Network Tests: Are We Getting Gigabit Performance?

Let’s proceed with our first test, where we send a file from the client’s C: drive to the server’s C: drive:

We’re seeing something that mirrors our expectations. The gigabit network, which is capable of a theoretical 119 MB/s transfer, is sending out data from the client’s C: drive as fast as it can, probably somewhere in the neighborhood of 65 MB/s. However, as we demonstrated previously, the server’s C: drive can only write as fast as about 40 MB/s.

Now let's copy a file from the speedy server RAID array to the client computer’s C: drive:

Once again, this is just like we called it. We know from our tests that the client computer’s C: drive can write this file at about 70 MB/s under ideal conditions, while the gigabit network is delivering performance very close to this speed.

Unfortunately, none of these numbers have come close to gigabit's theoretical maximum throughput of 125 MB/s. Is there a way we can test the network’s maximum speed? Of course there is, but not in a real-world situation.

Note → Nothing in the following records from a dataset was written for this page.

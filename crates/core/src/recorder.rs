//! Result recording boundary (session side).
//!
//! The session hands every completed round to a [`RecordSink`] as an owned
//! [`RecordTicket`] and moves on immediately. Whatever persists the record
//! reports back later with a [`RecorderEvent`], which the session folds into
//! its [`RecorderStatus`] only if it belongs to the current epoch.

use serde::Serialize;

use crate::round::Round;
use crate::types::Score;

/// One completed round, as handed to the result store.
///
/// Field names on the wire follow the stored game-result entity.
#[derive(Debug, Clone, PartialEq, Eq, Serialize)]
pub struct RoundRecord {
    #[serde(rename = "image_url")]
    pub image_ref: String,
    pub person_name: String,
    pub is_natural: bool,
    pub user_guess: bool,
    pub was_correct: bool,
    /// Correct count after this round was scored.
    #[serde(rename = "score")]
    pub score_after: u32,
}

impl RoundRecord {
    /// Build the record for a revealed round. Returns `None` while the round
    /// is still waiting for a guess.
    pub fn from_round(round: &Round, score_after: Score) -> Option<Self> {
        let guess = round.guess()?;
        let was_correct = round.outcome()?;
        Some(Self {
            image_ref: round.item.image_ref.to_string(),
            person_name: round.item.name.to_string(),
            is_natural: round.item.is_natural,
            user_guess: guess.is_natural(),
            was_correct,
            score_after: score_after.correct,
        })
    }
}

/// A record tagged with the session epoch and round sequence it came from.
#[derive(Debug, Clone, PartialEq, Eq)]
pub struct RecordTicket {
    pub epoch: u32,
    pub round_seq: u64,
    pub record: RoundRecord,
}

/// Completion report for one ticket.
#[derive(Debug, Clone, PartialEq, Eq)]
pub struct RecorderEvent {
    pub epoch: u32,
    pub round_seq: u64,
    pub result: Result<(), String>,
}

impl RecorderEvent {
    pub fn succeeded(ticket: &RecordTicket) -> Self {
        Self {
            epoch: ticket.epoch,
            round_seq: ticket.round_seq,
            result: Ok(()),
        }
    }

    pub fn failed(ticket: &RecordTicket, message: impl Into<String>) -> Self {
        Self {
            epoch: ticket.epoch,
            round_seq: ticket.round_seq,
            result: Err(message.into()),
        }
    }
}

/// Where completed rounds go.
///
/// `submit` must not block: implementations queue or spawn the save and
/// report its completion out of band.
pub trait RecordSink {
    fn submit(&mut self, ticket: RecordTicket);
}

impl<S: RecordSink + ?Sized> RecordSink for Box<S> {
    fn submit(&mut self, ticket: RecordTicket) {
        (**self).submit(ticket);
    }
}

/// Sink that drops every ticket.
#[derive(Debug, Clone, Copy, Default)]
pub struct NullSink;

impl RecordSink for NullSink {
    fn submit(&mut self, _ticket: RecordTicket) {}
}

/// Recorder bookkeeping for the current epoch.
#[derive(Debug, Clone, PartialEq, Eq, Default)]
pub struct RecorderStatus {
    /// Tickets submitted this epoch with no completion observed yet.
    pub pending: u32,
    pub failures: u32,
    pub last_error: Option<String>,
}

#[cfg(test)]
mod tests {
    use super::*;
    use crate::types::{Guess, Item};

    const ITEM: Item = Item::new("Steve", "steve.jpg", true, "classic");

    #[test]
    fn presenting_round_has_no_record() {
        let round = Round::deal(ITEM);
        assert!(RoundRecord::from_round(&round, Score::default()).is_none());
    }

    #[test]
    fn record_copies_round_fields() {
        let mut round = Round::deal(ITEM);
        round.submit(Guess::Enhanced).unwrap();

        let record = RoundRecord::from_round(&round, Score::new(4, 7, 0)).unwrap();
        assert_eq!(record.image_ref, "steve.jpg");
        assert_eq!(record.person_name, "Steve");
        assert!(record.is_natural);
        assert!(!record.user_guess);
        assert!(!record.was_correct);
        assert_eq!(record.score_after, 4);
    }

    #[test]
    fn record_serializes_with_entity_field_names() {
        let mut round = Round::deal(ITEM);
        round.submit(Guess::Natural).unwrap();
        let record = RoundRecord::from_round(&round, Score::new(1, 1, 1)).unwrap();

        let value = serde_json::to_value(&record).unwrap();
        assert_eq!(value["image_url"], "steve.jpg");
        assert_eq!(value["person_name"], "Steve");
        assert_eq!(value["user_guess"], true);
        assert_eq!(value["was_correct"], true);
        assert_eq!(value["score"], 1);
    }

    #[test]
    fn events_carry_ticket_tags() {
        let mut round = Round::deal(ITEM);
        round.submit(Guess::Natural).unwrap();
        let ticket = RecordTicket {
            epoch: 3,
            round_seq: 9,
            record: RoundRecord::from_round(&round, Score::new(1, 1, 1)).unwrap(),
        };

        let ok = RecorderEvent::succeeded(&ticket);
        assert_eq!((ok.epoch, ok.round_seq, ok.result), (3, 9, Ok(())));

        let err = RecorderEvent::failed(&ticket, "disk full");
        assert_eq!(err.result, Err("disk full".to_string()));
    }
}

What we’re going to have to do is make a direct memory-to-memory transfer over the network so that we bypass any hard drive-bandwidth limitations.

To do this, we’re going to make a 1 GB RAM drive on both the client and server PCs, and then transfer a 1 GB file between these RAM drives over the network. Since even the slowest DDR2 RAM should be able to handle over 3,000 MB/s of data, the only limiting factor should be how fast our network can run:

Lovely! We’re seeing a 111.4 MB/s maximum speed over our gigabit network, which is very close to a gigabit network’s theoretical 125 MB/s. This is a great result and is nothing to complain about, as real-world bandwidth will likely never hit an ideal maximum speed due to network overhead.

So now we've proven it conclusively: hard drives are the lowest common denominator when it comes to file transfers over a gigabit network, limiting a network's data transfer rates to that of the slowest hard drive. With this big question answered, we wanted to do a few network-cabling tests, just to satisfy our curiosity. Is network cabling a factor that might keep us from network speeds closer to the theoretical limit?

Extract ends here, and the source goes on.